La Nato vorrebbe creare un centro di intelligence in Tunisia, ma tra i tunisini è polemica.
Sabato 9 luglio, Jens Stoltenberg, il segretario generale dell’organizzazione militare occidentale, ha annunciato l’intenzione di dar vita a una struttura che avrebbe un duplice scopo: raccogliere informazioni sensibili in un’area delicata come il Nord Africa e sostenere le strutture militari e di intelligence tunisine nella lotta contro il fondamentalismo islamico. Questo progetto, che si inserisce nel «quadro di una cooperazione rafforzata», è dettato dall’urgenza di contenere le infiltrazioni del jihadismo che ha proprie basi in Libia e sta cercando di creare una rete nel Sahara.
Il rapporto tra Tunisia e Nato si è andato via via stringendo proprio di fronte alla minaccia terroristica. Nel luglio 2015, gli Stati Uniti hanno concesso a Tunisi lo status «importante alleato della Nato». Sempre Washington ha fornito materiale bellico all’esercito tunisino.
Ma la creazione della nuova struttura non è piaciuta a tutti. I media tunisini hanno pubblicato editoriali infuocati chiedendo il perché di questa alleanza con la Nato e il significato di questo centro di intelligence.
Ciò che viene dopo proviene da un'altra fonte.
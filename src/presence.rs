//! Presence classification of the two slots of an [OptionPair](crate::OptionPair)

use std::fmt;

/// The four disjoint presence states of a pair of optional slots.
#[derive(Debug, Clone, Copy, PartialEq, Eq, Hash)]
pub enum Presence {
    /// Both slots hold a value
    BothPresent,
    /// Only the left slot holds a value
    OnlyLeft,
    /// Only the right slot holds a value
    OnlyRight,
    /// Neither slot holds a value
    BothEmpty,
}

impl Presence {
    /// Classifies a pair from whether each of its slots holds a value.
    #[inline]
    pub const fn of(left_present: bool, right_present: bool) -> Self {
        match (left_present, right_present) {
            (true, true) => Self::BothPresent,
            (true, false) => Self::OnlyLeft,
            (false, true) => Self::OnlyRight,
            (false, false) => Self::BothEmpty,
        }
    }

    /// Both slots hold a value.
    pub const fn is_both_present(self) -> bool {
        matches!(self, Self::BothPresent)
    }

    /// The left slot holds the sole value.
    pub const fn is_only_left_present(self) -> bool {
        matches!(self, Self::OnlyLeft)
    }

    /// The right slot holds the sole value.
    pub const fn is_only_right_present(self) -> bool {
        matches!(self, Self::OnlyRight)
    }

    /// Neither slot holds a value.
    pub const fn is_both_empty(self) -> bool {
        matches!(self, Self::BothEmpty)
    }

    /// At least one slot holds a value.
    pub const fn is_any_present(self) -> bool {
        !self.is_both_empty()
    }

    /// At least one slot is empty.
    pub const fn is_any_empty(self) -> bool {
        !self.is_both_present()
    }

    /// The left slot holds a value.
    pub const fn is_left_present(self) -> bool {
        matches!(self, Self::BothPresent | Self::OnlyLeft)
    }

    /// The right slot holds a value.
    pub const fn is_right_present(self) -> bool {
        matches!(self, Self::BothPresent | Self::OnlyRight)
    }

    /// The left slot is empty.
    pub const fn is_left_empty(self) -> bool {
        !self.is_left_present()
    }

    /// The right slot is empty.
    pub const fn is_right_empty(self) -> bool {
        !self.is_right_present()
    }

    /// Only the left slot is empty, so the right slot holds the sole value.
    pub const fn is_only_left_empty(self) -> bool {
        self.is_only_right_present()
    }

    /// Only the right slot is empty, so the left slot holds the sole value.
    pub const fn is_only_right_empty(self) -> bool {
        self.is_only_left_present()
    }
}

/// Names one of the two slots.
#[derive(Debug, Clone, Copy, PartialEq, Eq, Hash)]
pub enum Side {
    /// The first slot, of type `T`
    Left,
    /// The second slot, of type `R`
    Right,
}

impl fmt::Display for Side {
    fn fmt(&self, f: &mut fmt::Formatter<'_>) -> fmt::Result {
        match self {
            Side::Left => f.write_str("left"),
            Side::Right => f.write_str("right"),
        }
    }
}

/// Presence gate of the single-side operation families.
#[derive(Debug, Clone, Copy, PartialEq, Eq, Hash)]
pub enum Gate {
    /// Admits a side whenever it holds a value, whatever the other side holds
    Present,
    /// Admits a side only when it holds the sole value of the pair
    Only,
}

impl Gate {
    /// Whether a pair in state `presence` passes this gate for `side`.
    pub const fn admits(self, side: Side, presence: Presence) -> bool {
        match (self, side, presence) {
            (_, Side::Left, Presence::OnlyLeft) | (_, Side::Right, Presence::OnlyRight) => true,
            (Gate::Present, _, Presence::BothPresent) => true,
            (Gate::Only, _, Presence::BothPresent) => false,
            (_, Side::Left, Presence::OnlyRight) | (_, Side::Right, Presence::OnlyLeft) => false,
            (_, _, Presence::BothEmpty) => false,
        }
    }
}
In molti hanno sottolineato il pericolo di mettersi sotto la protezione dell’Alleanza atlantica perché ciò potrebbe attirare sul Paese le ritorsioni dei jihadisti.
Il ministro della Difesa tunisino si è rifiutano di commentatore e si è limitato a diffondere un comunicato per spiegare che la Nato partecipa alla «formazione degli agenti di sicurezza tunisine» insegnando agli agenti le tecniche di intervento e di difesa più moderne.